# Directions for this task:
The response must consist of every record, restated word for word.

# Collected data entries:
//! Instruction templates for the reasoning backend.

use chrono::{DateTime, Utc};
use serde_json::Value;

use super::schema::EvidenceSchema;
use super::types::{AssetType, Summary};

const RUBRIC_PLACEHOLDER: &str = "<<<rubric>>>";
const SCHEMA_PLACEHOLDER: &str = "<<<schema>>>";
const NOW_PLACEHOLDER: &str = "<<<now>>>";

/// First line of the validator template, used to tell the two calls apart.
pub const VALIDATOR_HEADER: &str = "# REVIEW TASK";

const SUMMARY_TEMPLATE: &str = r#"# MISSION
You are a security analyst specializing in monitoring digital assets for risks and volatility.

Your task is to return a concise, evidence-based summary with a deterministic severity score.
No invented facts! Use only the provided asset data. The current time is <<<now>>>.

# SCORING BASIS (deterministic; highest rule wins)
<<<rubric>>>

# EVIDENCE SCHEMA
The "evidence" object may only use these keys:
<<<schema>>>

# CONSTRAINTS
- Use only ASSET_JSON data. Do not invent facts.
- Be brief and specific. No filler, no marketing tone.
- Unknown/absent fields -> list them under data_coverage.missing_fields
- Keep summary <=4 sentences; findings <=5 bullets; recommendations <=4 bullets

# OUTPUT
Respond with ONLY one JSON object:
{"summary": "...", "severity": "low|medium|high|critical", "evidence": {...},
 "evidence_extras": "...", "findings": ["..."], "recommendations": ["..."],
 "assumptions": ["..."], "data_coverage": {"fields_present_pct": 0-100, "missing_fields": ["..."]}}"#;

const WEB_RUBRIC: &str = "\
- critical: expired cert OR <=30 days to expiry OR self-signed on public web OR SHA-1/MD5 signature OR RSA<2048
- high: 31-60 days to expiry OR >100 SANs (likely shared/reused) OR CN/SAN mismatch with primary domain
- medium: 61-90 days to expiry OR wildcard cert with >=25 SANs OR missing HTTPS redirects/security headers
- low: none of the above issues detected";

const HOST_RUBRIC: &str = "\
- critical: expired or <=30 days to expiry on a served cert OR telnet/RDP/SMB exposed OR SHA-1/MD5 signature OR RSA<2048
- high: 31-60 days to expiry OR SSH with password authentication OR TLS 1.0/1.1 still offered
- medium: 61-90 days to expiry OR >=10 open ports OR unidentified services on open ports
- low: none of the above issues detected";

const VALIDATOR_TEMPLATE: &str = r#"# REVIEW TASK
You are a strict reviewer checking a security summary produced by another analyst.
The current time is <<<now>>>. Do not re-score severity; only check the rules below.

# CHECKLIST
1. Every key of "evidence" is in the schema, and every required key is present:
<<<schema>>>
2. Derived numeric fields agree with the values they are derived from (days within 1).
3. summary has at most 4 sentences, findings at most 5 items, recommendations at most 4 items.
4. Every claim is supported by ASSET_JSON.

# OUTPUT
Respond with ONLY one JSON object:
{"valid": true|false, "problems": ["one short sentence per problem"]}"#;

fn rubric(asset_type: AssetType) -> &'static str {
    match asset_type {
        AssetType::Web => WEB_RUBRIC,
        AssetType::Host => HOST_RUBRIC,
    }
}

/// System prompt for one generation attempt, with corrective feedback from the
/// previous attempt appended when there is any.
pub fn summary_prompt(asset_type: AssetType, feedback: Option<&str>, now: DateTime<Utc>) -> String {
    let mut prompt = SUMMARY_TEMPLATE
        .replace(RUBRIC_PLACEHOLDER, rubric(asset_type))
        .replace(SCHEMA_PLACEHOLDER, &EvidenceSchema::for_asset(asset_type).describe())
        .replace(NOW_PLACEHOLDER, &now.to_rfc3339());
    if let Some(feedback) = feedback.filter(|f| !f.trim().is_empty()) {
        prompt.push_str("\n\nPREVIOUS VALIDATION FEEDBACK:\n");
        prompt.push_str(feedback);
    }
    prompt
}

pub fn validator_prompt(asset_type: AssetType, now: DateTime<Utc>) -> String {
    VALIDATOR_TEMPLATE
        .replace(SCHEMA_PLACEHOLDER, &EvidenceSchema::for_asset(asset_type).describe())
        .replace(NOW_PLACEHOLDER, &now.to_rfc3339())
}

pub fn asset_message(asset: &Value) -> String {
    let pretty = serde_json::to_string_pretty(asset).unwrap_or_else(|_| asset.to_string());
    format!("ASSET_JSON:\n{pretty}")
}

pub fn review_message(asset: &Value, draft: &Summary) -> String {
    let draft = serde_json::to_string_pretty(draft).unwrap_or_default();
    format!("{}\n\nSUMMARY_JSON:\n{draft}", asset_message(asset))
}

# Result of this task:
//! Instruction templates for the reasoning backend.

use chrono::{DateTime, Utc};
use serde_json::Value;

use super::schema::EvidenceSchema;
use super::types::{AssetType, Summary};

const RUBRIC_PLACEHOLDER: &str = "<<<rubric>>>";
const SCHEMA_PLACEHOLDER: &str = "<<<schema>>>";
const NOW_PLACEHOLDER: &str = "<<<now>>>";

/// First line of the validator template, used to tell the two calls apart.
pub const VALIDATOR_HEADER: &str = "# REVIEW TASK";

const SUMMARY_TEMPLATE: &str = r#"# MISSION
You are a security analyst specializing in monitoring digital assets for risks and volatility.

Your task is to return a concise, evidence-based summary with a deterministic severity score.
No invented facts! Use only the provided asset data. The current time is <<<now>>>.

# SCORING BASIS (deterministic; highest rule wins)
<<<rubric>>>

# EVIDENCE SCHEMA
The "evidence" object may only use these keys:
<<<schema>>>

# CONSTRAINTS
- Use only ASSET_JSON data. Do not invent facts.
- Be brief and specific. No filler, no marketing tone.
- Unknown/absent fields -> list them under data_coverage.missing_fields
- Keep summary <=4 sentences; findings <=5 bullets; recommendations <=4 bullets

# OUTPUT
Respond with ONLY one JSON object:
{"summary": "...", "severity": "low|medium|high|critical", "evidence": {...},
 "evidence_extras": "...", "findings": ["..."], "recommendations": ["..."],
 "assumptions": ["..."], "data_coverage": {"fields_present_pct": 0-100, "missing_fields": ["..."]}}"#;

const WEB_RUBRIC: &str = "\
- critical: expired cert OR <=30 days to expiry OR self-signed on public web OR SHA-1/MD5 signature OR RSA<2048
- high: 31-60 days to expiry OR >100 SANs (likely shared/reused) OR CN/SAN mismatch with primary domain
- medium: 61-90 days to expiry OR wildcard cert with >=25 SANs OR missing HTTPS redirects/security headers
- low: none of the above issues detected";

const HOST_RUBRIC: &str = "\
- critical: expired or <=30 days to expiry on a served cert OR telnet/RDP/SMB exposed OR SHA-1/MD5 signature OR RSA<2048
- high: 31-60 days to expiry OR SSH with password authentication OR TLS 1.0/1.1 still offered
- medium: 61-90 days to expiry OR >=10 open ports OR unidentified services on open ports
- low: none of the above issues detected";

const VALIDATOR_TEMPLATE: &str = r#"# REVIEW TASK
You are a strict reviewer checking a security summary produced by another analyst.
The current time is <<<now>>>. Do not re-score severity; only check the rules below.

# CHECKLIST
1. Every key of "evidence" is in the schema, and every required key is present:
<<<schema>>>
2. Derived numeric fields agree with the values they are derived from (days within 1).
3. summary has at most 4 sentences, findings at most 5 items, recommendations at most 4 items.
4. Every claim is supported by ASSET_JSON.

# OUTPUT
Respond with ONLY one JSON object:
{"valid": true|false, "problems": ["one short sentence per problem"]}"#;

fn rubric(asset_type: AssetType) -> &'static str {
    match asset_type {
        AssetType::Web => WEB_RUBRIC,
        AssetType::Host => HOST_RUBRIC,
    }
}

/// System prompt for one generation attempt, with corrective feedback from the
/// previous attempt appended when there is any.
pub fn summary_prompt(asset_type: AssetType, feedback: Option<&str>, now: DateTime<Utc>) -> String {
    let mut prompt = SUMMARY_TEMPLATE
        .replace(RUBRIC_PLACEHOLDER, rubric(asset_type))
        .replace(SCHEMA_PLACEHOLDER, &EvidenceSchema::for_asset(asset_type).describe())
        .replace(NOW_PLACEHOLDER, &now.to_rfc3339());
    if let Some(feedback) = feedback.filter(|f| !f.trim().is_empty()) {
        prompt.push_str("\n\nPREVIOUS VALIDATION FEEDBACK:\n");
        prompt.push_str(feedback);
    }
    prompt
}

pub fn validator_prompt(asset_type: AssetType, now: DateTime<Utc>) -> String {
    VALIDATOR_TEMPLATE
        .replace(SCHEMA_PLACEHOLDER, &EvidenceSchema::for_asset(asset_type).describe())
        .replace(NOW_PLACEHOLDER, &now.to_rfc3339())
}

pub fn asset_message(asset: &Value) -> String {
    let pretty = serde_json::to_string_pretty(asset).unwrap_or_else(|_| asset.to_string());
    format!("ASSET_JSON:\n{pretty}")
}

pub fn review_message(asset: &Value, draft: &Summary) -> String {
    let draft = serde_json::to_string_pretty(draft).unwrap_or_default();
    format!("{}\n\nSUMMARY_JSON:\n{draft}", asset_message(asset))
}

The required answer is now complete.